Macroeconomics theory

Liquidationism is the heterodox Austrian school belief in economics that no actions to mitigate the effects of recessions should be taken by the government or the central bank, but, rather, that the "temporary pain" of companies being liquidated, on account of crises, is a solution in itself. In contrast, mainstream economists think that "we have every reason to think that governmental efforts to provide liquidity and fiscal stimulus, and to prevent the panic of contagion from collapsing the financial system, are warranted."

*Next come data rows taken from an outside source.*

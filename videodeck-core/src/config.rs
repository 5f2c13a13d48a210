//! Centralized configuration for Videodeck.
//!
//! Tunable parameters live here instead of being hard-coded in the player
//! or the CLI.

use std::path::PathBuf;

use crate::error::{Result, VideodeckError};

/// Central configuration for all Videodeck components.
///
/// Supports environment variable overrides for runtime customization.
#[derive(Debug, Clone, Default)]
pub struct VideodeckConfig {
    pub catalog: CatalogConfig,
    pub playback: PlaybackConfig,
}

/// Where the video catalog is loaded from.
#[derive(Debug, Clone)]
pub struct CatalogConfig {
    /// Catalog file, line format or `.json`
    pub path: PathBuf,
}

impl Default for CatalogConfig {
    fn default() -> Self {
        Self {
            path: PathBuf::from("videos.txt"),
        }
    }
}

/// Playback and moderation behavior.
#[derive(Debug, Clone)]
pub struct PlaybackConfig {
    /// Seed for random video selection (None = seeded from the OS)
    pub random_seed: Option<u64>,
    /// Reason recorded when a video is flagged without one
    pub default_flag_reason: String,
}

impl Default for PlaybackConfig {
    fn default() -> Self {
        Self {
            random_seed: None,
            default_flag_reason: "Not supplied".to_string(),
        }
    }
}

impl VideodeckConfig {
    /// Creates configuration with environment variable overrides.
    pub fn from_env() -> Self {
        let mut config = Self::default();

        if let Ok(path) = std::env::var("VIDEODECK_CATALOG_PATH") {
            config.catalog.path = PathBuf::from(path);
        }

        if let Ok(seed) = std::env::var("VIDEODECK_RANDOM_SEED")
            && let Ok(seed_value) = seed.parse::<u64>()
        {
            config.playback.random_seed = Some(seed_value);
        }

        if let Ok(reason) = std::env::var("VIDEODECK_DEFAULT_FLAG_REASON")
            && !reason.trim().is_empty()
        {
            config.playback.default_flag_reason = reason;
        }

        config
    }

    /// Checks that the configuration can start a session.
    ///
    /// # Errors
    ///
    /// - `VideodeckError::Configuration` - If the catalog path or the default
    ///   flag reason is empty
    pub fn validate(&self) -> Result<()> {
        if self.catalog.path.as_os_str().is_empty() {
            return Err(VideodeckError::Configuration {
                reason: "catalog path is empty".to_string(),
            });
        }

        if self.playback.default_flag_reason.trim().is_empty() {
            return Err(VideodeckError::Configuration {
                reason: "default flag reason is blank".to_string(),
            });
        }

        Ok(())
    }

    /// Creates a configuration with deterministic random selection.
    pub fn for_testing() -> Self {
        Self {
            playback: PlaybackConfig {
                random_seed: Some(42),
                ..Default::default()
            },
            ..Default::default()
        }
    }
}

#[cfg(test)]
mod tests {
    use super::*;

    #[test]
    fn test_default_config_values() {
        let config = VideodeckConfig::default();

        assert_eq!(config.catalog.path, PathBuf::from("videos.txt"));
        assert_eq!(config.playback.random_seed, None);
        assert_eq!(config.playback.default_flag_reason, "Not supplied");
    }

    #[test]
    fn test_testing_preset_is_seeded() {
        let config = VideodeckConfig::for_testing();
        assert_eq!(config.playback.random_seed, Some(42));
        assert_eq!(config.playback.default_flag_reason, "Not supplied");
    }

    #[test]
    fn test_env_override() {
        unsafe {
            std::env::set_var("VIDEODECK_CATALOG_PATH", "/srv/videos.json");
            std::env::set_var("VIDEODECK_RANDOM_SEED", "7");
            std::env::set_var("VIDEODECK_DEFAULT_FLAG_REASON", "Spam");
        }

        let config = VideodeckConfig::from_env();
        assert_eq!(config.catalog.path, PathBuf::from("/srv/videos.json"));
        assert_eq!(config.playback.random_seed, Some(7));
        assert_eq!(config.playback.default_flag_reason, "Spam");

        // Unparseable seed and blank reason fall back to defaults
        unsafe {
            std::env::set_var("VIDEODECK_RANDOM_SEED", "abc");
            std::env::set_var("VIDEODECK_DEFAULT_FLAG_REASON", "   ");
        }

        let config = VideodeckConfig::from_env();
        assert_eq!(config.playback.random_seed, None);
        assert_eq!(config.playback.default_flag_reason, "Not supplied");

        // Cleanup
        unsafe {
            std::env::remove_var("VIDEODECK_CATALOG_PATH");
            std::env::remove_var("VIDEODECK_RANDOM_SEED");
            std::env::remove_var("VIDEODECK_DEFAULT_FLAG_REASON");
        }
    }

    #[test]
    fn test_validate_rejects_empty_settings() {
        assert!(VideodeckConfig::default().validate().is_ok());

        let mut config = VideodeckConfig::default();
        config.catalog.path = PathBuf::new();
        let err = config.validate().unwrap_err();
        assert!(matches!(err, VideodeckError::Configuration { .. }));
        assert!(err.is_user_error());

        let mut config = VideodeckConfig::default();
        config.playback.default_flag_reason = " ".to_string();
        assert!(config.validate().is_err());
    }
}
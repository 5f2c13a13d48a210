//! Title and tag search with numbered results.
//!
//! Searching never plays anything by itself. The caller shows the report,
//! reads an answer, and hands it to [`Player::play_search_choice`].

use super::{Player, Report};
use crate::catalog::{Video, VideoCatalog};
use crate::error::PlayerError;

/// Unflagged videos matching a search, in catalog order.
#[derive(Debug, Clone, PartialEq, Eq)]
pub struct SearchResults {
    term: String,
    matches: Vec<Video>,
}

impl SearchResults {
    pub fn term(&self) -> &str {
        &self.term
    }

    pub fn matches(&self) -> &[Video] {
        &self.matches
    }

    pub fn len(&self) -> usize {
        self.matches.len()
    }

    pub fn is_empty(&self) -> bool {
        self.matches.is_empty()
    }

    /// Numbered results followed by the play prompt, or the no-results line.
    pub fn report(&self) -> Report {
        if self.matches.is_empty() {
            return Report::line(format!("No search results for {}", self.term));
        }

        let mut report = Report::line(format!("Here are the results for {}:", self.term));
        for (position, video) in self.matches.iter().enumerate() {
            report.push(format!("{}) {}", position + 1, video.describe()));
        }
        report.push(
            "Would you like to play any of the above? If yes, specify the number of the video.",
        );
        report.push("If your answer is not a valid number, we will assume it's a no.");
        report
    }

    /// Resolves a 1-based answer. Anything that is not a number within the
    /// result count is a decline.
    pub fn choose(&self, answer: &str) -> Option<&Video> {
        let number = answer.trim().parse::<usize>().ok()?;
        number.checked_sub(1).and_then(|index| self.matches.get(index))
    }
}

impl<C: VideoCatalog> Player<C> {
    fn search_by(&self, term: &str, predicate: impl Fn(&Video) -> bool) -> SearchResults {
        let matches: Vec<Video> = self
            .catalog
            .videos()
            .iter()
            .filter(|video| !self.flags.is_flagged(&video.id))
            .filter(|video| predicate(*video))
            .cloned()
            .collect();

        tracing::debug!("Search {term:?} matched {} videos", matches.len());
        SearchResults {
            term: term.to_string(),
            matches,
        }
    }

    /// Finds unflagged videos whose title contains `term`, ignoring case.
    pub fn search_videos(&self, term: &str) -> SearchResults {
        let needle = term.to_lowercase();
        self.search_by(term, |video| video.title.to_lowercase().contains(&needle))
    }

    /// Finds unflagged videos carrying `tag`, ignoring case.
    pub fn search_videos_tag(&self, tag: &str) -> SearchResults {
        let tag = tag.trim();
        self.search_by(tag, |video| video.has_tag(tag))
    }

    /// Plays the video picked from earlier results. Returns `None` when the
    /// answer declines.
    pub fn play_search_choice(
        &mut self,
        results: &SearchResults,
        answer: &str,
    ) -> Option<Result<Report, PlayerError>> {
        let Some(video) = results.choose(answer) else {
            tracing::debug!("Search choice {answer:?} declined");
            return None;
        };
        Some(self.play_video(video.id.as_str()))
    }
}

The term refers to several positions, chiefly associated with the Austrian school of economics, but held by some economists outside the tradition as well. Liquidationists hold that recessions perform a necessary corrective economic function by liquidating unsound investments and inefficient firms accumulated during a boom; and that the intervention of the government or the central bank to prevent it through fiscal stimulus, monetary expansion, or bailouts simply postpone and may worsen a future bust.

== Theoretical basis ==
Liquidationism is closely linked to the Austrian business cycle theory, which holds that artificially low interest rates, generally produced by credit expansion from the central bank, cause "malinvestments". The low interest rates lead to misallocation of capital into projects that are unprofitable because of the distorted cost of capital. In this view, recession following a boom is not random or purely destructive event, but the process of markets correcting themselves, restoring prudent allocation of capital and labor. Further, the theory argues policies aimed at propping up prices, wages, or bailing out failing firms during a recession interfere with this corrective process and lay down another cycle of malinvestments, setting another boom and postponing the bust.

== Proponents ==
Liquidationism was the commonly held view among economists prior to Keynesian Revolution, with Friedrich Hayek, Lionel Robbins, and Joseph Schumpeter being the leading figures. In January 1934, a column quoted Mr Schumpeter stating; "Any revival which is merely due to artificial stimulus ... leaves part of the work of depressions undone and adds, to an undigested remnant of maladjustment, new maladjustment of its own which has to be liquidated in turn, thus threatening business with a crisis ahead."In his memoirs, President Herbert Hoover, referring to Andrew Mellon as belonging to "leave it alone liquidationists", quoted him as saying; "It will purge the rottenness out of the system. High costs of living and high living will come down. People will work harder, live a more moral life. Values will be adjusted, and enterprising people will pick up the wrecks from less competent people."